Tuesday, June 21, 2011

Luring Lee and Ling

From the Chosun Ilbo we get news that a recently executed spy chief was the one responsible for luring Current TV reporting team Laura Ling, Euna Lee, and Mitch Koss into North Korea where they were captured, sentenced to a dozen years of hard labor, but later released when former President Bill Clinton flew into Pyongyang for an angry photo op.

From the Chosun Ilbo:
Recently executed North Korean spy chief Ryu Kyong planned and orchestrated the abduction of two female U.S. journalists on March 17, 2009, it emerged on Sunday.

Ryu, who served as the deputy director of North Korea's State Security Department, obtained intelligence that Laura Ling and Euna Lee, journalists working for Current TV, were planning to visit the North Korean border as part of their report on defectors.

He then used his overseas operatives to bribe an ethnic Korean guide in China to lead the two women into the hands of their abductors. The guide took Ling and Lee to a point on the banks of the Duman (or Tumen) River, where they were dragged across the border into North Korea.
If you have read what my contrarian opinions on the then-ongoing Ling and Lee saga (here, here, here, here, and here), you will not be surprised that my response to this is, "Horsesh¡t."

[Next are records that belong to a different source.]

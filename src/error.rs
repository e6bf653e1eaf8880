use thiserror::Error;

#[derive(Error, Debug)]
pub enum FsError {
    #[error("Invalid input: {0}")]
    InvalidInput(String),

    #[error("Invalid size: {0}")]
    InvalidSize(String),

    #[error(
        "Not enough contiguous space for {size} bytes: need {blocks_needed} blocks, largest free run is {largest_free_run} blocks"
    )]
    InsufficientSpace {
        size: usize,
        blocks_needed: usize,
        largest_free_run: usize,
    },

    #[error("File '{0}' not found")]
    FileNotFound(String),

    #[error("File '{0}' already exists")]
    FileExists(String),

    #[error("Directory full: all {0} entries in use")]
    DirectoryFull(usize),

    #[error("Block range {start}..{end} is outside the table of {len} blocks")]
    OutOfBounds { start: usize, end: usize, len: usize },

    #[error("Block {0} is already in use")]
    BlockInUse(usize),

    #[error("Directory index {index} out of range (size {len})")]
    IndexOutOfRange { index: usize, len: usize },

    #[error("Config error: {0}")]
    Config(#[from] toml::de::Error),

    #[error("Serialization error: {0}")]
    Serialization(#[from] serde_json::Error),

    #[error("I/O error: {0}")]
    Io(#[from] std::io::Error),
}

impl FsError {
    /// True for failures that can only come from a broken caller contract
    /// (bad geometry, range math or directory indices), never from user input.
    pub fn is_contract_violation(&self) -> bool {
        matches!(
            self,
            FsError::InvalidSize(_)
                | FsError::OutOfBounds { .. }
                | FsError::BlockInUse(_)
                | FsError::IndexOutOfRange { .. }
        )
    }
}

pub type Result<T> = std::result::Result<T, FsError>;
// Fixed-length table of blocks and the contiguous-run search over it.

use crate::error::{FsError, Result};
use crate::fs_structs::{Block, BlockInfo};
use tracing::debug;

/// Checks that `block_size` blocks fill `system_size` bytes exactly and
/// returns how many blocks that is.
pub fn check_geometry(system_size: usize, block_size: usize) -> Result<usize> {
    if system_size == 0 || block_size == 0 {
        return Err(FsError::InvalidSize(format!(
            "system size ({}) and block size ({}) must be positive",
            system_size, block_size
        )));
    }
    if block_size > system_size {
        return Err(FsError::InvalidSize(format!(
            "not enough memory for a block of {} bytes (system size {})",
            block_size, system_size
        )));
    }
    if system_size % block_size != 0 {
        return Err(FsError::InvalidSize(format!(
            "system size {} must be divisible by block size {}",
            system_size, block_size
        )));
    }
    Ok(system_size / block_size)
}

/// The simulated device: `len()` equal-capacity blocks addressed by index.
#[derive(Debug, Clone, PartialEq, Eq)]
pub struct BlockTable {
    block_capacity: usize,
    blocks: Vec<Block>,
}

impl BlockTable {
    pub fn new(block_capacity: usize, length: usize) -> Result<Self> {
        if block_capacity == 0 {
            return Err(FsError::InvalidSize(
                "block capacity must be positive".to_string(),
            ));
        }
        if length == 0 {
            return Err(FsError::InvalidSize(
                "table must hold at least one block".to_string(),
            ));
        }

        Ok(BlockTable {
            block_capacity,
            blocks: vec![Block::new(block_capacity); length],
        })
    }

    /// Builds a table that divides `system_size` bytes into `block_size` blocks.
    pub fn from_system_size(system_size: usize, block_size: usize) -> Result<Self> {
        let length = check_geometry(system_size, block_size)?;
        Self::new(block_size, length)
    }

    pub fn block_capacity(&self) -> usize {
        self.block_capacity
    }

    pub fn len(&self) -> usize {
        self.blocks.len()
    }

    pub fn is_empty(&self) -> bool {
        self.blocks.is_empty()
    }

    pub fn get(&self, index: usize) -> Option<&Block> {
        self.blocks.get(index)
    }

    /// Out-of-range indices are never free.
    pub fn is_free(&self, index: usize) -> bool {
        self.blocks.get(index).is_some_and(Block::is_free)
    }

    /// Number of blocks a file of `size` bytes spans.
    pub fn blocks_needed(&self, size: usize) -> usize {
        size.div_ceil(self.block_capacity)
    }

    /// First-fit search: the lowest start index of `blocks_needed` consecutive
    /// free blocks. Free blocks on either side of an occupied one never join.
    pub fn find_free_run(&self, blocks_needed: usize) -> Option<usize> {
        if blocks_needed == 0 {
            return None;
        }

        let mut run = 0;
        for (i, block) in self.blocks.iter().enumerate() {
            if block.occupied {
                run = 0;
                continue;
            }
            run += 1;
            if run == blocks_needed {
                let start = i + 1 - blocks_needed;
                debug!(blocks_needed, start, "found free run");
                return Some(start);
            }
        }

        debug!(blocks_needed, "no free run long enough");
        None
    }

    /// Fills `[start, start + span)` with `total_bytes`: every block but the
    /// last at full capacity, the last with the remainder. Returns the span.
    pub fn occupy_range(&mut self, start: usize, total_bytes: usize) -> Result<usize> {
        if total_bytes == 0 {
            return Err(FsError::InvalidInput(
                "cannot occupy a range with zero bytes".to_string(),
            ));
        }
        let span = self.blocks_needed(total_bytes);
        self.check_range(start, span)?;

        // Validate the whole range before touching any block
        if let Some(offset) = self.blocks[start..start + span]
            .iter()
            .position(|block| block.occupied)
        {
            return Err(FsError::BlockInUse(start + offset));
        }

        let last = start + span - 1;
        let remainder = total_bytes - (span - 1) * self.block_capacity;
        for block in &mut self.blocks[start..last] {
            block.fill(self.block_capacity);
        }
        self.blocks[last].fill(remainder);

        debug!(start, span, total_bytes, remainder, "occupied range");
        Ok(span)
    }

    /// Returns every block in `[start, start + span)` to the zero state.
    pub fn release_range(&mut self, start: usize, span: usize) -> Result<()> {
        self.check_range(start, span)?;
        for block in &mut self.blocks[start..start + span] {
            block.reset();
        }
        debug!(start, span, "released range");
        Ok(())
    }

    /// Resets every block in the table.
    pub fn clear(&mut self) {
        self.blocks.iter_mut().for_each(Block::reset);
    }

    pub fn snapshot(&self) -> Vec<BlockInfo> {
        self.blocks
            .iter()
            .enumerate()
            .map(|(index, block)| BlockInfo {
                index,
                used: block.used,
                fragmented: block.fragmented,
                occupied: block.occupied,
            })
            .collect()
    }

    pub fn free_block_count(&self) -> usize {
        self.blocks.iter().filter(|block| block.is_free()).count()
    }

    /// Length of the longest run of consecutive free blocks.
    pub fn largest_free_run(&self) -> usize {
        let mut longest = 0;
        let mut run = 0;
        for block in &self.blocks {
            if block.occupied {
                run = 0;
            } else {
                run += 1;
                longest = longest.max(run);
            }
        }
        longest
    }

    pub fn used_bytes(&self) -> usize {
        self.blocks.iter().map(|block| block.used).sum()
    }

    /// Internal fragmentation summed over every occupied block.
    pub fn fragmented_bytes(&self) -> usize {
        self.blocks.iter().map(|block| block.fragmented).sum()
    }

    fn check_range(&self, start: usize, span: usize) -> Result<()> {
        match start.checked_add(span) {
            Some(end) if end <= self.blocks.len() => Ok(()),
            _ => Err(FsError::OutOfBounds {
                start,
                end: start.saturating_add(span),
                len: self.blocks.len(),
            }),
        }
    }
}
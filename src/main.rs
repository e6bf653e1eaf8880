use anyhow::Context;
use blocksim::{shell, FileSystemManager, FsConfig};
use clap::Parser;
use std::io::{self, IsTerminal};
use std::path::PathBuf;
use tracing::info;
use tracing_subscriber::EnvFilter;

#[derive(Parser, Debug)]
#[command(
    name = "blocksim",
    version = "0.1.0",
    about = "Contiguous block allocation simulator"
)]
struct Cli {
    /// TOML file with `system_size` and `block_size`
    #[arg(long, short)]
    config: Option<PathBuf>,
    /// Total storage size in bytes
    #[arg(long, short)]
    system_size: Option<usize>,
    /// Size of each block in bytes
    #[arg(long, short)]
    block_size: Option<usize>,
    /// Log allocator decisions to stderr
    #[arg(long, short)]
    verbose: bool,
}

fn main() -> anyhow::Result<()> {
    let cli = Cli::parse();

    let default_level = if cli.verbose { "debug" } else { "warn" };
    tracing_subscriber::fmt()
        .with_env_filter(
            EnvFilter::try_from_default_env().unwrap_or_else(|_| EnvFilter::new(default_level)),
        )
        .with_writer(io::stderr)
        .init();

    let config = match &cli.config {
        Some(path) => FsConfig::load(path)
            .with_context(|| format!("Failed to load config from {}", path.display()))?,
        None => FsConfig::default(),
    }
    .with_overrides(cli.system_size, cli.block_size);

    let mut manager =
        FileSystemManager::from_config(&config).context("Failed to initialize filesystem")?;
    info!(
        system_size = config.system_size,
        block_size = config.block_size,
        "starting session"
    );

    let stdin = io::stdin();
    let prompt = stdin.is_terminal();
    if prompt {
        println!(
            "{} blocks of {} bytes. Commands: add <name> <size>, delete <name>, print, reset, quit, help.",
            config.block_count(),
            config.block_size
        );
    }

    let mut stdout = io::stdout();
    shell::run(&mut manager, stdin.lock(), &mut stdout, prompt)
        .context("Simulator stopped on an internal error")?;
    Ok(())
}
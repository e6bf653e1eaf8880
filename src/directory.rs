// Fixed-capacity directory of file entries, kept in insertion order.

use crate::error::{FsError, Result};
use crate::fs_structs::Entry;

#[derive(Debug, Clone, PartialEq, Eq)]
pub struct Directory {
    capacity: usize,
    entries: Vec<Entry>,
}

impl Directory {
    pub fn new(capacity: usize) -> Self {
        Directory {
            capacity,
            entries: Vec::with_capacity(capacity),
        }
    }

    pub fn capacity(&self) -> usize {
        self.capacity
    }

    pub fn len(&self) -> usize {
        self.entries.len()
    }

    pub fn is_empty(&self) -> bool {
        self.entries.is_empty()
    }

    pub fn is_full(&self) -> bool {
        self.entries.len() >= self.capacity
    }

    /// Appends an entry; listing order is chronological.
    pub fn add(&mut self, entry: Entry) -> Result<()> {
        if self.is_full() {
            return Err(FsError::DirectoryFull(self.capacity));
        }
        self.entries.push(entry);
        Ok(())
    }

    /// Removes the entry at `index`, shifting later entries forward.
    pub fn remove_at(&mut self, index: usize) -> Result<Entry> {
        if index >= self.entries.len() {
            return Err(FsError::IndexOutOfRange {
                index,
                len: self.entries.len(),
            });
        }
        Ok(self.entries.remove(index))
    }

    /// Index of the first entry named exactly `name`.
    pub fn find_by_name(&self, name: &str) -> Option<usize> {
        self.entries.iter().position(|entry| entry.name == name)
    }

    pub fn get(&self, index: usize) -> Option<&Entry> {
        self.entries.get(index)
    }

    pub fn list(&self) -> &[Entry] {
        &self.entries
    }

    pub fn clear(&mut self) {
        self.entries.clear();
    }
}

We'll start with the obvious and then go to the glaring: Other than "it emerged Sunday" in the first paragraph, we are left with zero information about who said this. From where or whom did it "emerge"? When it comes to journalism, subject-less passive voice is weasel words.

And then there is the glaring problem that this take simply does not jibe with the facts we know now. Way back, when Laura Ling and Euna Lee were captured and Mitch Koss just barely escaped, everybody (well, except me) was under the impression that they had been plucked from the Chinese side while merely taking video of the North Korean side of the border. But as it turned out, Laura and Euna did in fact venture onto North Korean soil "very, very briefly." It was then that the North Korean soldiers tried to capture them, but Laura Ling said in her book they managed to get across the river and back to the Chinese side before being dragged back into North Korea.

So which is it? The third paragraph above completely omits Ms Ling and Ms Lee voluntary entering North Korean territory. It's almost as if the source from which this report "emerged" is unaware that Ms Ling and Ms Lee confessed to going into North Korean territory of their own accord.

And this is problematic. In fact, if it jibes with anything, it's the pattern of behavior coming from the Chosun Ilbo whereby speculation is being reported as fact.

At most, what might be at work here is that spy chief Mr Ryu might have maneuvered for the trio to be captured, but ultimately they sealed their own fate by venturing into the DPRK (though we know North Korea had kidnapped people from China and brought them into North Korea). Frankly, though, I don't buy it. If you read the early chapters of Laura Ling's book, the people who captured her and Euna Lee seem pretty clueless about who it was they captured. The early hours and days of their ordeal don't sound as if they would have gone down that way if it had been known before their capture who they were and where they would be.

I loathe the Pyongyang regime, but as I made clear before, these three demonstrated gross carelessness and negligence and their foolishness may have cost lives. I don't think it is right to point the finger at phantom others when we already know who was responsible for them being right where they were.

Moreover, I don't like the mainstream South Korean media (and the Japanese and Western media who pick up their reports) giving us a distorted picture of what's going on up in the North by their supposition-filled reporting. From the ascension of Kim Jong-il to the conditions on the ground for the peasantry up there, we are doing everyone a gross disservice by engaging in a journalistic circle jerk of speculation parading as objective news.

UPDATE:
This might not be his intended takeaway message, but Joshua at One Free Korea notes that "the Chosun Ilbo doesn’t offer one scintilla of detail on its source for the story or why we should consider it credible."

At ROK Drop, GI Korea also describes his reservations about the whole thing.